20 de setembro, de 2014 | 00:00

PMI lança Orçamento Participativo da Educação

Iniciativa leva crianças e adolescentes para o universo da cidadania


IPATINGA – Em entrevista realizada na tarde dessa sexta-feira (19), a Prefeitura de Ipatinga (PMI) lançou o Orçamento Participativo da Educação (OP Educa). Desenvolvido pela PMI, a iniciativa tem por objetivo levar crianças e adolescentes para o universo da cidadania. O OP Educa é a concretização de um projeto de articulação do ambiente infantojuvenil com o adulto no plano da gestão participativa do município.  
Ao lado da secretária Municipal de Educação, Leida Tavares, a prefeita de Ipatinga Cecília Ferramenta (PT), recordou que à época da elaboração de seu programa de governo, além do compromisso da participação popular, foi dito que seria discutido o orçamento na cidade e que haveria também o orçamento participativo da educação.

“Hoje estamos dando mais um passo na realização desse compromisso que fizemos com a comunidade, e o OP da Educação tem um sentido fundamental para nós, que é incutir na comunidade jovem o compromisso cidadão, a participação cidadã, o que cada um pode fazer e quais as mudanças e transformações que podem acontecer com a participação”, disse a prefeita.

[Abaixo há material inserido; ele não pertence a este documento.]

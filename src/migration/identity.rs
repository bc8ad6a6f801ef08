//! Old-id -> new-id maps and cross-schema attribute resolution.

use super::baseline::BaselineSnapshot;
use crate::core::{Id, IdentityKey, MigrateError, Record, Result, Value};
use crate::eav;
use log::warn;
use std::collections::HashMap;
use std::fmt;

#[derive(Debug, Clone, Copy, PartialEq, Eq, Hash)]
pub enum EntityKind {
    AttributeSet,
    AttributeGroup,
    Attribute,
}

impl fmt::Display for EntityKind {
    fn fmt(&self, f: &mut fmt::Formatter<'_>) -> fmt::Result {
        match self {
            Self::AttributeSet => write!(f, "attribute set"),
            Self::AttributeGroup => write!(f, "attribute group"),
            Self::Attribute => write!(f, "attribute"),
        }
    }
}

/// Maps a baseline (pre-migration) destination id to the id the same
/// logical row has after its stage wrote the table.
///
/// Built once when a stage finishes and read-only afterwards.
#[derive(Debug, Clone, PartialEq, Eq)]
pub struct IdentityMap {
    kind: EntityKind,
    entries: HashMap<Id, Id>,
}

impl IdentityMap {
    pub fn new(kind: EntityKind) -> Self {
        Self {
            kind,
            entries: HashMap::new(),
        }
    }

    pub fn kind(&self) -> EntityKind {
        self.kind
    }

    pub fn get(&self, old_id: Id) -> Option<Id> {
        self.entries.get(&old_id).copied()
    }

    /// Looks up a foreign-key value; `None` for null or unmapped ids.
    pub fn resolve(&self, value: &Value) -> Option<Id> {
        value.as_i64().and_then(|old_id| self.get(old_id))
    }

    pub fn len(&self) -> usize {
        self.entries.len()
    }

    pub fn is_empty(&self) -> bool {
        self.entries.is_empty()
    }

    pub fn iter(&self) -> impl Iterator<Item = (Id, Id)> + '_ {
        self.entries.iter().map(|(old, new)| (*old, *new))
    }

    pub(crate) fn record(&mut self, old_id: Id, new_id: Id) {
        self.entries.insert(old_id, new_id);
    }
}

impl FromIterator<(Id, Id)> for IdentityMap {
    /// Collects into an attribute map; mostly useful in tests.
    fn from_iter<I: IntoIterator<Item = (Id, Id)>>(iter: I) -> Self {
        Self {
            kind: EntityKind::Attribute,
            entries: iter.into_iter().collect(),
        }
    }
}

/// A freshly written table indexed by identity key.
#[derive(Debug, Clone, Default)]
pub struct KeyIndex {
    ids: HashMap<IdentityKey, Id>,
}

impl KeyIndex {
    pub fn build<S: AsRef<str>>(rows: &[Record], key_fields: &[S], primary_key: &str) -> Self {
        let mut ids = HashMap::with_capacity(rows.len());
        for row in rows {
            let Some(id) = row.id(primary_key) else {
                continue;
            };
            let key = IdentityKey::of(row, key_fields);
            if ids.contains_key(&key) {
                warn!("identity key {} appears more than once, keeping the first row", key);
                continue;
            }
            ids.insert(key, id);
        }
        Self { ids }
    }

    pub fn id_of(&self, key: &IdentityKey) -> Option<Id> {
        self.ids.get(key).copied()
    }

    pub fn len(&self) -> usize {
        self.ids.len()
    }

    pub fn is_empty(&self) -> bool {
        self.ids.is_empty()
    }
}

/// Matches every baseline row to its newly written counterpart by identity
/// key. A baseline row with no counterpart means the write lost it, which
/// the baseline itself must explain: `InconsistentBaseline`.
pub(crate) fn build_identity_map<S: AsRef<str>>(
    kind: EntityKind,
    baseline: &[Record],
    id_field: &str,
    key_fields: &[S],
    written: &KeyIndex,
) -> Result<IdentityMap> {
    let mut map = IdentityMap::new(kind);
    for row in baseline {
        let old_id = row.id(id_field).ok_or_else(|| {
            MigrateError::InconsistentBaseline(format!("baseline {} without {}", kind, id_field))
        })?;
        let key = IdentityKey::of(row, key_fields);
        let new_id = written.id_of(&key).ok_or_else(|| {
            MigrateError::InconsistentBaseline(format!(
                "baseline {} {} with key {} is missing after migration",
                kind, old_id, key
            ))
        })?;
        map.record(old_id, new_id);
    }
    Ok(map)
}

/// Resolves a source attribute id to the destination's post-merge id.
///
/// First hop: the source attribute's (entity type, code) from the source
/// baseline. Second hop: that key in the freshly written attribute table.
/// `None` when either hop fails; callers drop the reference.
pub fn resolve_attribute_cross_schema(
    baseline: &BaselineSnapshot,
    attributes: &KeyIndex,
    source_attribute_id: &Value,
) -> Option<Id> {
    let source_attribute = baseline.source_attribute(source_attribute_id.as_i64()?)?;
    let key = IdentityKey::of(source_attribute, &eav::attribute::KEY);
    attributes.id_of(&key)
}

O OP Educa terá início dentro das escolas e terá orientação inicial dos professores, dentro de sala de aula. “E aí será ampliado na medida do tempo e crescendo. Porque aí serão tirados os delegados, elegendo os representantes e ampliando, até chegar ao final com a plenária final do orçamento”, pontuou Cecília Ferramenta.

Investimento
Leida Tavares explicou que existe um limite constitucional para ser aplicado na educação, representado por 25% dos impostos próprios do município. E parte desse valor está sendo discutido, porque existe o compromisso com custeio, folha de pagamento de pessoal e aquilo que for investimento, será discutido com as comunidades, o que hoje representa aproximadamente R$ 15 milhões. “Esse valor seria distribuído dentro das escolas de acordo com as necessidades. Porque a escola vai apontar as prioridades, depois vai discutir na regional e, posteriormente, será realizada uma plenária da cidade inteira. Queremos que cada um entenda porque fizemos a reforma na escola tal ou porque construímos escola no bairro ‘x’, para todos perceberem que estamos trabalhando com transparência e em cima de diagnósticos”, detalhou.

Até o próximo dia 20, todas as escolas deverão ter realizado as discussões internas, a partir daí, ocorrerão as plenárias regionais e, até o fim do mês, a plenária final. “Serão realizadas plenárias em todas as escolas do município, garantindo que nossos estudantes opinem, discutam e vivenciem uma grande experiência cidadã, apontando as prioridades de investimentos a serem realizados para beneficiar as escolas e melhorar a vida em nossa cidade”, concluiu Cecília Ferramenta.